Barotrauma is generally temporary. Once the pressure difference resolves and your tubes catch up, the feeling fades. You can help the process along with a few simple techniques:

  • Swallowing or yawning: Both actions naturally pull the eustachian tubes open.
  • Valsalva maneuver: Pinch your nostrils shut and gently blow through your nose. Don’t blow hard, and don’t hold the pressure for more than five seconds. Forcing it can damage delicate membranes in the inner ear.
  • Toynbee maneuver: Pinch your nostrils and swallow at the same time. The swallowing opens the tubes while the pinched nose compresses air against them.

Chewing gum during flights works because it combines swallowing and jaw movement, both of which encourage the tubes to open.

Ear Infections

Both middle ear infections and outer ear infections (swimmer’s ear) can make your ear feel plugged. Middle ear infections trap fluid behind the eardrum, creating pressure and muffled hearing. Swimmer’s ear involves inflammation and swelling in the ear canal itself, often after water exposure.

A quick way to tell the difference: tug gently on your outer ear. If that causes pain, it’s likely swimmer’s ear. Middle ear infections tend to produce deeper, throbbing pain along with a feeling of fullness. Both can cause drainage, significant pain (sometimes enough to disrupt sleep), and temporary hearing changes. Swimmer’s ear is often more painful despite being less medically serious.

Do Decongestants and Antihistamines Help?

Oral decongestants can reduce nasal and eustachian tube swelling, which may help your ears drain. In studies, people taking a decongestant had nasal congestion for about six days compared to nine days for those on a placebo, and they were roughly half as likely to have persistent fluid in the middle ear.

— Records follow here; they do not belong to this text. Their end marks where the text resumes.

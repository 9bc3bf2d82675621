//! High-level operations.
//!
//! This module contains the implementation of Slipway commands.

pub mod slipway_build;
pub mod slipway_init;

pub use slipway_build::{build, plan, BuildOptions, BuildPlan, BuildReport, StageOutcome, StageReport};
pub use slipway_init::init_project;
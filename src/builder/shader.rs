//! Shader asset compilation.
//!
//! Each discovered shader source becomes a [`ShaderJob`] and is handed to
//! the validator as `validator -V <input> -o <output>`. The stage is inferred
//! by the validator from the file extension. The first failing job aborts the
//! pipeline: a missing artifact leaves the application unusable.

use std::collections::HashMap;
use std::path::{Path, PathBuf};

use serde::Serialize;

use crate::builder::toolchain::CommandSpec;
use crate::core::FileSet;
use crate::util::diagnostic::BuildError;
use crate::util::fs::ensure_dir;
use crate::util::process::{run, ProcessBuilder, RunMode};

/// One shader source and the binary it compiles to.
#[derive(Debug, Clone, PartialEq, Eq, Serialize)]
pub struct ShaderJob {
    pub source: PathBuf,
    pub output: PathBuf,
}

/// Validator invocation settings for one run.
#[derive(Debug, Clone)]
pub struct ShaderPipeline {
    validator: PathBuf,
    /// Directory shader sources were discovered under
    source_dir: PathBuf,
    /// Directory artifacts are written to
    output_dir: PathBuf,
    artifact_suffix: String,
    cwd: PathBuf,
}

impl ShaderPipeline {
    pub fn new(
        validator: impl Into<PathBuf>,
        source_dir: impl Into<PathBuf>,
        output_dir: impl Into<PathBuf>,
    ) -> Self {
        let output_dir = output_dir.into();
        // discovered paths are canonical, so the prefix must be too
        let source_dir = source_dir.into();
        let source_dir = source_dir.canonicalize().unwrap_or(source_dir);
        ShaderPipeline {
            validator: validator.into(),
            source_dir,
            cwd: output_dir.clone(),
            output_dir,
            artifact_suffix: "spv".to_string(),
        }
    }

    /// Suffix appended to the source file name, without the dot.
    pub fn with_artifact_suffix(mut self, suffix: impl Into<String>) -> Self {
        self.artifact_suffix = suffix.into().trim_start_matches('.').to_string();
        self
    }

    /// Working directory for validator processes.
    pub fn with_cwd(mut self, cwd: impl Into<PathBuf>) -> Self {
        self.cwd = cwd.into();
        self
    }

    pub fn output_dir(&self) -> &Path {
        &self.output_dir
    }

    /// Plan one job per shader, mirroring the source tree under the output dir.
    ///
    /// `tri.frag` becomes `<output>/tri.frag.spv`. A shader outside the source
    /// dir keeps only its file name, and two shaders landing on the same
    /// artifact are rejected.
    pub fn jobs(&self, shaders: &FileSet) -> Result<Vec<ShaderJob>, BuildError> {
        let mut seen: HashMap<PathBuf, &PathBuf> = HashMap::new();
        let mut jobs = Vec::with_capacity(shaders.len());

        for source in shaders.iter() {
            let relative = source.strip_prefix(&self.source_dir).unwrap_or_else(|_| {
                Path::new(source.file_name().unwrap_or(source.as_os_str()))
            });
            let mut file = relative.as_os_str().to_os_string();
            file.push(".");
            file.push(&self.artifact_suffix);
            let output = self.output_dir.join(file);

            if let Some(first) = seen.insert(output.clone(), source) {
                return Err(BuildError::ShaderCollision {
                    artifact: output,
                    first: first.clone(),
                    second: source.clone(),
                });
            }

            jobs.push(ShaderJob {
                source: source.clone(),
                output,
            });
        }

        Ok(jobs)
    }

    /// The validator command for one job.
    pub fn command(&self, job: &ShaderJob) -> CommandSpec {
        CommandSpec::new(&self.validator)
            .arg("-V")
            .arg(job.source.display().to_string())
            .arg("-o")
            .arg(job.output.display().to_string())
    }

    /// Compile a single job, strictly.
    ///
    /// A zero exit without the artifact on disk is a failure too.
    pub fn run_job(&self, job: &ShaderJob) -> Result<PathBuf, BuildError> {
        if let Some(parent) = job.output.parent() {
            ensure_dir(parent)?;
        }

        let stage = format!("shader `{}`", job.source.display());
        let process = ProcessBuilder::from_spec(&self.command(job)).cwd(&self.cwd);
        run(&process, &stage, RunMode::Strict)?;

        if !job.output.is_file() {
            return Err(BuildError::ShaderArtifactMissing {
                shader: job.source.clone(),
                artifact: job.output.clone(),
            });
        }

        Ok(job.output.clone())
    }

    /// Compile every job in order, stopping at the first failure.
    ///
    /// `on_job` is called before each job starts.
    pub fn run_all(
        &self,
        jobs: &[ShaderJob],
        mut on_job: impl FnMut(&ShaderJob),
    ) -> Result<Vec<PathBuf>, BuildError> {
        ensure_dir(&self.output_dir)?;

        let mut artifacts = Vec::with_capacity(jobs.len());
        for job in jobs {
            on_job(job);
            artifacts.push(self.run_job(job)?);
        }
        Ok(artifacts)
    }
}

Antihistamines are a different story. They’re useful when allergies are the root cause, but during an active ear infection, antihistamines may actually prolong fluid buildup. One study found that children given an antihistamine alone had middle ear fluid lasting a median of 73 days, compared to 23 to 36 days in other treatment groups. If your plugged ears come with a cold or infection rather than allergies, a decongestant alone is generally the better choice. Nasal steroid sprays haven’t shown significant benefit for resolving ear fluid either.

When a Plugged Ear Is Something More Serious

Rarely, what feels like a plugged ear is actually sudden sensorineural hearing loss, a rapid drop in hearing that originates in the inner ear rather than from a blockage. It can happen all at once or develop over a few days, and it often affects only one ear. People commonly mistake it for wax buildup, a sinus infection, or allergies. The difference is that this type of hearing loss is a medical emergency.

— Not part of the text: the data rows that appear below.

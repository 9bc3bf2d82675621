//! Build target identity - what a run produces and where.

use std::path::{Path, PathBuf};

use serde::Serialize;

use crate::util::diagnostic::BuildError;

/// Identity of one orchestration run.
///
/// Constructed once from the project root and never mutated afterwards.
#[derive(Debug, Clone, PartialEq, Eq, Serialize)]
pub struct BuildTarget {
    /// Artifact base name, taken from the project root directory name
    name: String,
    /// Absolute project root
    root: PathBuf,
    /// Absolute top-level output directory
    output_dir: PathBuf,
    /// Host platform label, e.g. `x86_64-windows`
    triple: String,
}

impl BuildTarget {
    /// Create a target for the project at `root`, writing into `root/<output>`.
    ///
    /// The root must exist; its canonical directory name becomes the target name.
    pub fn new(root: &Path, output: &Path) -> Result<Self, BuildError> {
        if !root.is_dir() {
            return Err(BuildError::ProjectRootMissing {
                path: root.to_path_buf(),
            });
        }

        let root = root
            .canonicalize()
            .map_err(|e| BuildError::io("resolve", root, e))?;

        let name = root
            .file_name()
            .map(|n| n.to_string_lossy().into_owned())
            .unwrap_or_else(|| "app".to_string());

        let output_dir = if output.is_absolute() {
            output.to_path_buf()
        } else {
            root.join(output)
        };

        Ok(BuildTarget {
            name,
            root,
            output_dir,
            triple: host_triple(),
        })
    }

    pub fn name(&self) -> &str {
        &self.name
    }

    pub fn root(&self) -> &Path {
        &self.root
    }

    pub fn output_dir(&self) -> &Path {
        &self.output_dir
    }

    pub fn triple(&self) -> &str {
        &self.triple
    }

    /// Resolve a project-relative path against the root.
    pub fn resolve(&self, path: &Path) -> PathBuf {
        if path.is_absolute() {
            path.to_path_buf()
        } else {
            self.root.join(path)
        }
    }

    /// Per-toolchain working directory: `<output>/<toolchain>`.
    pub fn toolchain_dir(&self, toolchain: &str) -> PathBuf {
        self.output_dir.join(toolchain)
    }

    /// Final executable path for a toolchain, e.g. `build/app_msvc64.exe`.
    pub fn artifact_path(&self, toolchain: &str, exe_extension: &str) -> PathBuf {
        let mut file = format!("{}_{}", self.name, toolchain);
        if !exe_extension.is_empty() {
            file.push('.');
            file.push_str(exe_extension);
        }
        self.output_dir.join(file)
    }
}

fn host_triple() -> String {
    format!("{}-{}", std::env::consts::ARCH, std::env::consts::OS)
}
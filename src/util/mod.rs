//! Shared utilities

pub mod config;
pub mod diagnostic;
pub mod fs;
pub mod process;
pub mod shell;

pub use config::Config;
pub use diagnostic::BuildError;
pub use process::{ProcessBuilder, ProcessResult, RunMode};
pub use shell::Shell;
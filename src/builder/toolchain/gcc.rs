//! GCC/Clang toolchain implementation.

use std::path::{Path, PathBuf};

use crate::core::language::{CppStandard, OptLevel, WarningLevel};

use super::{
    CommandSpec, CompileInput, FusedInput, LinkInput, LinkTarget, Toolchain, ToolchainPlatform,
};

/// GCC-style driver (g++, clang++, MinGW g++).
///
/// The compiler driver doubles as the linker.
#[derive(Debug, Clone)]
pub struct GccToolchain {
    /// Path to the C++ compiler driver
    pub cxx: PathBuf,
    /// Compiler family (gcc or clang)
    pub family: ToolchainPlatform,
}

impl GccToolchain {
    /// Create a new GCC-style toolchain.
    pub fn new(cxx: impl Into<PathBuf>, family: ToolchainPlatform) -> Self {
        GccToolchain {
            cxx: cxx.into(),
            family,
        }
    }

    /// Default C++ driver name for a family.
    pub fn default_driver(family: ToolchainPlatform) -> &'static str {
        match family {
            ToolchainPlatform::Clang => "clang++",
            _ => "g++",
        }
    }

    fn link_args<'a>(&'a self, libs: &'a [LinkTarget]) -> impl Iterator<Item = String> + 'a {
        libs.iter().map(|lib| self.link_arg(lib))
    }
}

impl Toolchain for GccToolchain {
    fn platform(&self) -> ToolchainPlatform {
        self.family
    }

    fn compiler_path(&self) -> &Path {
        &self.cxx
    }

    fn linker_path(&self) -> &Path {
        &self.cxx
    }

    fn std_flag(&self, std: CppStandard) -> String {
        format!("-std={}", std.as_flag_value())
    }

    fn warning_flags(&self, level: WarningLevel) -> Vec<String> {
        let flags: &[&str] = match level {
            WarningLevel::Off => &["-w"],
            WarningLevel::Default => &[],
            WarningLevel::All => &["-Wall", "-Wextra"],
            WarningLevel::Pedantic => &["-Wall", "-Wextra", "-pedantic"],
        };
        flags.iter().map(|f| f.to_string()).collect()
    }

    fn opt_flag(&self, level: OptLevel) -> String {
        match level {
            OptLevel::O0 => "-O0",
            OptLevel::O1 => "-O1",
            OptLevel::O2 => "-O2",
            OptLevel::O3 => "-O3",
            OptLevel::Size => "-Os",
        }
        .to_string()
    }

    fn include_arg(&self, dir: &Path) -> String {
        format!("-I{}", dir.display())
    }

    fn link_arg(&self, lib: &LinkTarget) -> String {
        match lib {
            LinkTarget::Name(name) => format!("-l{}", name),
            LinkTarget::Path(path) => path.display().to_string(),
        }
    }

    fn compile_commands(&self, input: &CompileInput<'_>) -> Vec<CommandSpec> {
        // One command per unit: `-o` names a single object
        input
            .units
            .iter()
            .map(|(source, object)| {
                CommandSpec::new(&self.cxx)
                    .arg("-c")
                    .args(self.language_args(input.settings, input.include_dirs))
                    .arg(source.display().to_string())
                    .arg("-o")
                    .arg(object.display().to_string())
            })
            .collect()
    }

    fn link_command(&self, input: &LinkInput<'_>) -> CommandSpec {
        CommandSpec::new(&self.cxx)
            .arg("-o")
            .arg(input.output.display().to_string())
            .args(input.objects.iter().map(|o| o.display().to_string()))
            .args(self.link_args(input.libs))
    }

    fn fused_command(&self, input: &FusedInput<'_>) -> CommandSpec {
        CommandSpec::new(&self.cxx)
            .args(self.language_args(input.settings, input.include_dirs))
            .args(input.sources.iter().map(|s| s.display().to_string()))
            .arg("-o")
            .arg(input.output.display().to_string())
            .args(self.link_args(input.libs))
    }

    fn object_extension(&self) -> &str {
        "o"
    }

    fn exe_extension(&self) -> &str {
        if cfg!(windows) {
            "exe"
        } else {
            ""
        }
    }
}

The key warning signs: hearing that drops noticeably in one ear within hours to days, especially if accompanied by ringing or dizziness, and no obvious cause like a cold or recent flight. Treatment that’s delayed beyond two to four weeks is significantly less likely to reverse permanent damage.

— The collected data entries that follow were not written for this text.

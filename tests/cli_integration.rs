//! CLI integration tests for Slipway.
//!
//! These tests drive the binary end to end: init, planning, building with
//! fake toolchains, and failure exit codes.

use std::fs;
use std::path::{Path, PathBuf};
use std::process::Command;

use assert_cmd::prelude::*;
use predicates::prelude::*;
use tempfile::TempDir;

/// Get the slipway binary command, isolated from the user's global config.
fn slipway(home: &Path) -> Command {
    let mut cmd = Command::cargo_bin("slipway").unwrap();
    cmd.env("HOME", home).env("USERPROFILE", home).env_remove("RUST_LOG");
    cmd
}

/// Create a temporary directory for test projects.
fn temp_dir() -> TempDir {
    TempDir::new().unwrap()
}

/// Write a project with one source and one shader of each stage.
fn write_project(tmp: &Path, name: &str) -> PathBuf {
    let root = tmp.join(name);
    fs::create_dir_all(root.join("src/shaders")).unwrap();
    fs::write(root.join("src/main.cpp"), "int main() { return 0; }\n").unwrap();
    fs::write(root.join("src/shaders/tri.frag"), "#version 450\n").unwrap();
    fs::write(root.join("src/shaders/tri.vert"), "#version 450\n").unwrap();
    root
}

#[cfg(unix)]
fn write_tool(tmp: &Path, name: &str, body: &str) -> PathBuf {
    use std::os::unix::fs::PermissionsExt;

    let path = tmp.join(name);
    fs::write(&path, format!("#!/bin/sh\n{}", body)).unwrap();
    fs::set_permissions(&path, fs::Permissions::from_mode(0o755)).unwrap();
    path
}

/// A compiler/validator that creates whatever follows `-o`.
#[cfg(unix)]
fn fake_compiler(tmp: &Path) -> PathBuf {
    write_tool(
        tmp,
        "fake-c++",
        r#"out=""
while [ $# -gt 0 ]; do
  if [ "$1" = "-o" ]; then out="$2"; shift; fi
  shift
done
[ -n "$out" ] && : > "$out"
exit 0
"#,
    )
}

// ============================================================================
// slipway init
// ============================================================================

#[test]
fn test_init_writes_config() {
    let tmp = temp_dir();
    let root = tmp.path().join("vkdemo");

    slipway(tmp.path())
        .arg("init")
        .arg(&root)
        .assert()
        .success()
        .stderr(predicate::str::contains("Created"));

    let config = fs::read_to_string(root.join("Slipway.toml")).unwrap();
    assert!(config.contains("[[toolchain]]"));
    assert!(config.contains("name = \"clang64\""));
    assert!(config.contains("glslangValidator"));
}

#[test]
fn test_init_refuses_existing_config() {
    let tmp = temp_dir();
    fs::write(tmp.path().join("Slipway.toml"), "").unwrap();

    slipway(tmp.path())
        .arg("init")
        .current_dir(tmp.path())
        .assert()
        .failure()
        .stderr(predicate::str::contains("already exists"));
}

// ============================================================================
// slipway build --plan
// ============================================================================

#[test]
fn test_plan_prints_json_without_building() {
    let tmp = temp_dir();
    let root = write_project(tmp.path(), "vkdemo");

    let output = slipway(tmp.path())
        .args(["build", "--plan", "--toolchain", "mingw64"])
        .current_dir(&root)
        .output()
        .unwrap();
    assert!(output.status.success());

    let plan: serde_json::Value = serde_json::from_slice(&output.stdout).unwrap();
    assert_eq!(plan["target"]["name"], "vkdemo");
    assert_eq!(plan["invocations"].as_array().unwrap().len(), 1);
    assert_eq!(plan["invocations"][0]["toolchain"], "mingw64");
    assert_eq!(plan["shaders"].as_array().unwrap().len(), 2);
    assert!(!root.join("build").exists());
}

#[test]
fn test_unknown_toolchain_fails() {
    let tmp = temp_dir();
    let root = write_project(tmp.path(), "vkdemo");

    slipway(tmp.path())
        .args(["build", "--plan", "--toolchain", "icc"])
        .current_dir(&root)
        .assert()
        .code(1)
        .stderr(predicate::str::contains("unknown toolchain `icc`"));
}

#[test]
fn test_missing_source_dir_shows_help() {
    let tmp = temp_dir();
    let root = tmp.path().join("empty");
    fs::create_dir_all(&root).unwrap();

    slipway(tmp.path())
        .args(["build", "--plan"])
        .current_dir(&root)
        .assert()
        .failure()
        .stderr(predicate::str::contains("source directory"))
        .stderr(predicate::str::contains("help:"));
}

#[test]
fn test_invalid_config_rejected() {
    let tmp = temp_dir();
    let root = write_project(tmp.path(), "vkdemo");
    fs::write(
        root.join("Slipway.toml"),
        "[[toolchain]]\nname = \"msvc64\"\nkind = \"msvc\"\nactivation = \"vcvars64.bat\"\n",
    )
    .unwrap();

    slipway(tmp.path())
        .args(["build", "--plan"])
        .current_dir(&root)
        .assert()
        .failure()
        .stderr(predicate::str::contains("strict mode"));
}

// ============================================================================
// slipway build
// ============================================================================

#[cfg(unix)]
#[test]
fn test_build_with_fake_toolchains() {
    let tmp = temp_dir();
    let root = write_project(tmp.path(), "vkdemo");
    let cxx = fake_compiler(tmp.path());
    fs::write(
        root.join("Slipway.toml"),
        format!(
            r#"[[toolchain]]
name = "fused"
kind = "clang"
compiler = "{cxx}"

[[toolchain]]
name = "split"
kind = "gcc"
compiler = "{cxx}"
pipeline = "split"
mode = "strict"

[shaders]
validator = "{cxx}"
"#,
            cxx = cxx.display()
        ),
    )
    .unwrap();

    for _ in 0..2 {
        slipway(tmp.path())
            .args(["build", "--color", "never"])
            .current_dir(&root)
            .assert()
            .success()
            .stderr(predicate::str::contains("Finished"));
    }

    assert!(root.join("build/vkdemo_fused").is_file());
    assert!(root.join("build/vkdemo_split").is_file());
    assert!(root.join("build/split/obj/main.o").is_file());
    assert!(root.join("build/shaders/tri.frag.spv").is_file());
    assert!(root.join("build/shaders/tri.vert.spv").is_file());
}

#[cfg(unix)]
#[test]
fn test_best_effort_failure_exits_zero() {
    let tmp = temp_dir();
    let root = write_project(tmp.path(), "vkdemo");
    let cxx = fake_compiler(tmp.path());
    let bad = write_tool(tmp.path(), "bad-c++", "echo 'bad-c++: internal error' >&2\nexit 5\n");
    fs::write(
        root.join("Slipway.toml"),
        format!(
            "[[toolchain]]\nname = \"bad\"\nkind = \"gcc\"\ncompiler = \"{}\"\n\n\
             [[toolchain]]\nname = \"good\"\nkind = \"gcc\"\ncompiler = \"{}\"\n\n\
             [shaders]\nenabled = false\n",
            bad.display(),
            cxx.display()
        ),
    )
    .unwrap();

    slipway(tmp.path())
        .args(["build", "--color", "never"])
        .current_dir(&root)
        .assert()
        .success()
        .stderr(predicate::str::contains("internal error"))
        .stderr(predicate::str::contains("toolchain `bad` failed"));

    assert!(root.join("build/vkdemo_good").is_file());
}

#[cfg(unix)]
#[test]
fn test_strict_failure_exit_code_surfaces() {
    let tmp = temp_dir();
    let root = write_project(tmp.path(), "vkdemo");
    let bad = write_tool(tmp.path(), "bad-c++", "exit 7\n");
    fs::write(
        root.join("Slipway.toml"),
        format!(
            "[[toolchain]]\nname = \"bad\"\nkind = \"gcc\"\ncompiler = \"{}\"\nmode = \"strict\"\n",
            bad.display()
        ),
    )
    .unwrap();

    slipway(tmp.path())
        .args(["build", "--no-shaders"])
        .current_dir(&root)
        .assert()
        .code(7)
        .stderr(predicate::str::contains("bad build failed"));
}

// ============================================================================
// slipway toolchain / completions
// ============================================================================

#[test]
fn test_toolchain_lists_profiles() {
    let tmp = temp_dir();
    let root = write_project(tmp.path(), "vkdemo");

    slipway(tmp.path())
        .arg("toolchain")
        .arg(&root)
        .assert()
        .success()
        .stdout(predicate::str::contains("clang64"))
        .stdout(predicate::str::contains("mingw64"))
        .stdout(predicate::str::contains("best-effort"));
}

#[test]
fn test_completions_bash() {
    let tmp = temp_dir();

    slipway(tmp.path())
        .args(["completions", "bash"])
        .assert()
        .success()
        .stdout(predicate::str::contains("slipway"));
}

Other red flags that warrant a prompt visit to a doctor include sudden or rapidly worsening hearing loss in either ear, pain with active drainage or bleeding, pulsing sounds that match your heartbeat in one ear, and recurring episodes of dizziness. If your plugged feeling is only in one ear and persists for more than a week or two without an obvious explanation like a cold, that asymmetry alone is worth getting checked.